So I'm running into more issues with how we handle Event payloads. Today we decode GitHub's "payload" field into a json.RawMessage, since the proper type really depends on what type of event it is. The Payload() func handles inspecting the event type and then unmarshalling the payload into the correct type. This works pretty well, but sadly we can't do this with protos because there is no way to express a "raw JSON message" type in our .proto file. The equivalent in proto-land would be the bytes type, but encoding/json won't unmarshal a JSON object into a byte slice.

In essence, using protoc to generate Go structs that we will only ever serialize as JSON gives us the worst of both worlds 😖. Or more accurately, it prevents us from using any available methods to solve this, because we're limited to the least common denominator between proto and JSON. In pure JSON, we'd handle this the way we are today with json.RawMessage, and this would be a non-issue. Conversely, if we were actually using the proto wire format, we could take advantage of proto's "unrecognized fields" support. Basically, we wouldn't declare a "payload" field on our Event message, and would then manually pluck the payload data out of the XXX_unrecognized field and parse that. That of course doesn't work because we're using encoding/json to unmarshal the API responses, and it knows nothing about XXX_unrecognized... instead it drops unrecognized fields on the floor.

So two options I'll be exploring:

continue using protos, but with a custom UnmarshalJSON func on the Events type that handles the payload.
switch back over to my pointers branch, and continue investigating the use of pointer values in our hand-written structs.
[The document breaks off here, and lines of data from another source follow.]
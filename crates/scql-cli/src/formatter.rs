//! Output formatting for command/response exchanges.
//!
//! Supports text, hex and JSON output formats.

use serde_json::{json, Value as JsonValue};

use scql_apdu::ResponseApdu;
use scql_engine::codec;

/// Output format options.
#[derive(Debug, Clone, Copy, PartialEq, Eq)]
pub enum OutputFormat {
    /// Human readable lines with decoded rows.
    Text,
    /// Raw response bytes in hex.
    Hex,
    /// One JSON object per exchange.
    Json,
}

impl OutputFormat {
    /// Parses a format name as written in the configuration file.
    pub fn from_name(name: &str) -> Option<Self> {
        match name.to_ascii_lowercase().as_str() {
            "text" => Some(Self::Text),
            "hex" => Some(Self::Hex),
            "json" => Some(Self::Json),
            _ => None,
        }
    }
}

/// Formats one exchange according to the specified format.
///
/// `command` is the hex text of the command APDU; it is echoed by the text
/// format only when `echo` is set.
pub fn format_exchange(
    command: &str,
    response: &ResponseApdu,
    format: OutputFormat,
    echo: bool,
) -> String {
    match format {
        OutputFormat::Text => format_text(command, response, echo),
        OutputFormat::Hex => hex::encode_upper(response.to_bytes()),
        OutputFormat::Json => format_json(command, response),
    }
}

fn format_text(command: &str, response: &ResponseApdu, echo: bool) -> String {
    let mut output = String::new();
    if echo {
        output.push_str("> ");
        output.push_str(command);
        output.push('\n');
    }

    output.push_str(&format!(
        "< {} {}",
        response.status,
        response.status.description()
    ));
    if !response.data.is_empty() {
        match decode_row(&response.data) {
            Some(values) => {
                let cells: Vec<String> = values.iter().map(|v| display_value(v)).collect();
                output.push_str(&format!(" [{}]", cells.join(", ")));
            }
            None => output.push_str(&format!(" data={}", hex::encode_upper(&response.data))),
        }
    }
    output
}

fn format_json(command: &str, response: &ResponseApdu) -> String {
    let mut obj = serde_json::Map::new();
    obj.insert("command".to_string(), json!(command));
    obj.insert("status".to_string(), json!(response.status.to_string()));
    obj.insert(
        "description".to_string(),
        json!(response.status.description()),
    );
    if !response.data.is_empty() {
        obj.insert(
            "data".to_string(),
            json!(hex::encode_upper(&response.data)),
        );
        if let Some(values) = decode_row(&response.data) {
            let row: Vec<JsonValue> = values.iter().map(|v| value_to_json(v)).collect();
            obj.insert("row".to_string(), JsonValue::Array(row));
        }
    }
    JsonValue::Object(obj).to_string()
}

/// Decodes fetch response data (`column count || encoded row`).
fn decode_row(data: &[u8]) -> Option<Vec<&[u8]>> {
    let (&count, row) = data.split_first()?;
    let values = codec::columns(row).collect::<Result<Vec<_>, _>>().ok()?;
    (values.len() == usize::from(count)).then_some(values)
}

/// Renders a value as text, or as `0x..` when it is not printable.
fn display_value(value: &[u8]) -> String {
    match std::str::from_utf8(value) {
        Ok(text) if !text.chars().any(char::is_control) => format!("{text:?}"),
        _ => format!("0x{}", hex::encode_upper(value)),
    }
}

fn value_to_json(value: &[u8]) -> JsonValue {
    match std::str::from_utf8(value) {
        Ok(text) => json!(text),
        Err(_) => json!({ "hex": hex::encode_upper(value) }),
    }
}
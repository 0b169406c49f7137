//! Script execution against an in-memory applet.
//!
//! A script holds one hex command APDU per line. Whitespace inside a line is
//! ignored and everything after `#` is a comment:
//!
//! ```text
//! # create table T (a, b)
//! 00 10 00 80 08 01 54 02 01 61 01 62
//! 00 10 00 88   # open
//! ```

use anyhow::{bail, Context, Result};
use tracing::{debug, info};

use scql_apdu::{CommandApdu, ResponseApdu, ScqlApplet};
use scql_engine::Database;

use crate::formatter::{format_exchange, OutputFormat};

/// Outcome of a run.
#[derive(Debug, Clone, Copy, Default, PartialEq, Eq)]
pub struct Summary {
    /// Commands executed.
    pub commands: usize,
    /// Commands answered with a status other than `9000`.
    pub failures: usize,
}

/// A card session: one applet and the output settings.
pub struct Session {
    applet: ScqlApplet,
    format: OutputFormat,
    echo: bool,
    stop_on_error: bool,
}

impl Session {
    /// Creates a session over `db`.
    pub fn new(db: Database, format: OutputFormat) -> Self {
        Self {
            applet: ScqlApplet::from_database(db),
            format,
            echo: true,
            stop_on_error: false,
        }
    }

    /// Sets whether command APDUs are echoed.
    #[must_use]
    pub fn with_echo(mut self, echo: bool) -> Self {
        self.echo = echo;
        self
    }

    /// Sets whether a failing status ends the script.
    #[must_use]
    pub fn with_stop_on_error(mut self, stop_on_error: bool) -> Self {
        self.stop_on_error = stop_on_error;
        self
    }

    /// Returns the database behind the applet.
    pub fn database(&self) -> &Database {
        self.applet.database()
    }

    /// Sends one hex APDU and returns the response with its rendering.
    pub fn execute(&mut self, hex_apdu: &str) -> Result<(ResponseApdu, String)> {
        let apdu = CommandApdu::parse_hex(hex_apdu)?;
        let command = apdu.to_string();
        debug!(apdu = %command, "sending command");

        let response = self.applet.process_command(&apdu);
        let rendered = format_exchange(&command, &response, self.format, self.echo);
        Ok((response, rendered))
    }

    /// Runs a script, printing each exchange to stdout.
    pub fn run_script(&mut self, content: &str) -> Result<Summary> {
        self.run_script_with(content, |line| println!("{line}"))
    }

    /// Runs a script, handing each rendered exchange to `out`.
    pub fn run_script_with(
        &mut self,
        content: &str,
        mut out: impl FnMut(&str),
    ) -> Result<Summary> {
        let mut summary = Summary::default();

        for (line_no, apdu) in script_lines(content) {
            let (response, rendered) = self
                .execute(apdu)
                .with_context(|| format!("line {line_no}: invalid APDU"))?;
            out(&rendered);

            summary.commands += 1;
            if !response.is_success() {
                summary.failures += 1;
                if self.stop_on_error {
                    bail!("line {line_no}: command failed with {}", response.status);
                }
            }
        }

        info!(
            commands = summary.commands,
            failures = summary.failures,
            "script finished"
        );
        Ok(summary)
    }

    /// Ends the session, returning the database.
    pub fn into_database(self) -> Database {
        self.applet.into_database()
    }
}

/// Returns the non-empty lines of a script with their 1-based numbers,
/// comments removed.
pub fn script_lines(content: &str) -> impl Iterator<Item = (usize, &str)> {
    content.lines().enumerate().filter_map(|(i, line)| {
        let code = line.split('#').next().unwrap_or_default().trim();
        (!code.is_empty()).then_some((i + 1, code))
    })
}

#[cfg(test)]
mod tests {
    use super::*;
    use scql_apdu::StatusWord;

    const SCRIPT: &str = "\
# create table T (a, b)
00 10 00 80 08 01 54 02 01 61 01 62

# insert (x, y)
00 10 00 8C 07 01 54 02 01 78 01 79
00 10 00 87 03 01 54 00   # declare
00100088
0010008A
";

    fn session() -> Session {
        Session::new(Database::default(), OutputFormat::Hex)
    }

    #[test]
    fn test_script_lines() {
        let lines: Vec<_> = script_lines(SCRIPT).collect();
        assert_eq!(lines.len(), 5);
        assert_eq!(lines[0].0, 2);
        assert_eq!(lines[2].1, "00 10 00 87 03 01 54 00");
    }

    #[test]
    fn test_run_script() {
        let mut session = session();
        let mut output = Vec::new();
        let summary = session
            .run_script_with(SCRIPT, |line| output.push(line.to_string()))
            .unwrap();

        assert_eq!(summary, Summary { commands: 5, failures: 0 });
        assert_eq!(output.last().unwrap(), "02017801799000");
    }

    #[test]
    fn test_failures_are_counted() {
        let mut session = session();
        let summary = session
            .run_script_with("00100088\n00100089\n", |_| {})
            .unwrap();
        assert_eq!(summary.failures, 2);

        let mut session = session.with_stop_on_error(true);
        let err = session.run_script_with("00100088\n00100089\n", |_| {}).unwrap_err();
        assert!(err.to_string().contains("line 1"));
    }

    #[test]
    fn test_invalid_hex_line() {
        let mut session = session();
        let err = session.run_script_with("00100088\nnot hex\n", |_| {}).unwrap_err();
        assert!(err.to_string().contains("line 2"));
    }

    #[test]
    fn test_execute_single() {
        let mut session = session();
        let (response, rendered) = session.execute("00 A4 04 00").unwrap();
        assert_eq!(response.status, StatusWord::SUCCESS);
        assert_eq!(rendered, "9000");
        assert!(session.into_database().catalog().tables().next().is_none());
    }
}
I may be able to pull over enough of the functionality from the goprotobuf library to make that work.

gedex · 2013-08-07T17:28:41Z

@willnorris This maybe irrelevant with current issue, but calling Payload() to Event type doesn't returns corresponding struct type. A type assertion still needed to get the concrete event type, for instance we can't do:

events, _, err := c.Activity.ListEventsPerformedByUser("gedex", true, nil)
if err != nil {
    fmt.Println(err)
    os.Exit(1)
}
for _, e := range events {
    if "PushEvent" == e.Type {
        ev := e.Payload()
        fmt.Printf("%+v\n", ev.Commits) // will panic
    }
}

Using type assertion:

for _, e := range events {
    if "PushEvent" == e.Type {
        ev := e.Payload().(*github.PushEvent)
        fmt.Printf("%+v\n", ev.Commits)
    }
}

Maybe I used it improperly on first example?

willnorris · 2013-08-07T17:31:52Z

@gedex yeah, you're right that you still need to do a type assertion. But Payload() will at least unmarshall the JSON into the right struct so that all the data is there. I'd be interested in other ways we could make this even easier if you have any ideas.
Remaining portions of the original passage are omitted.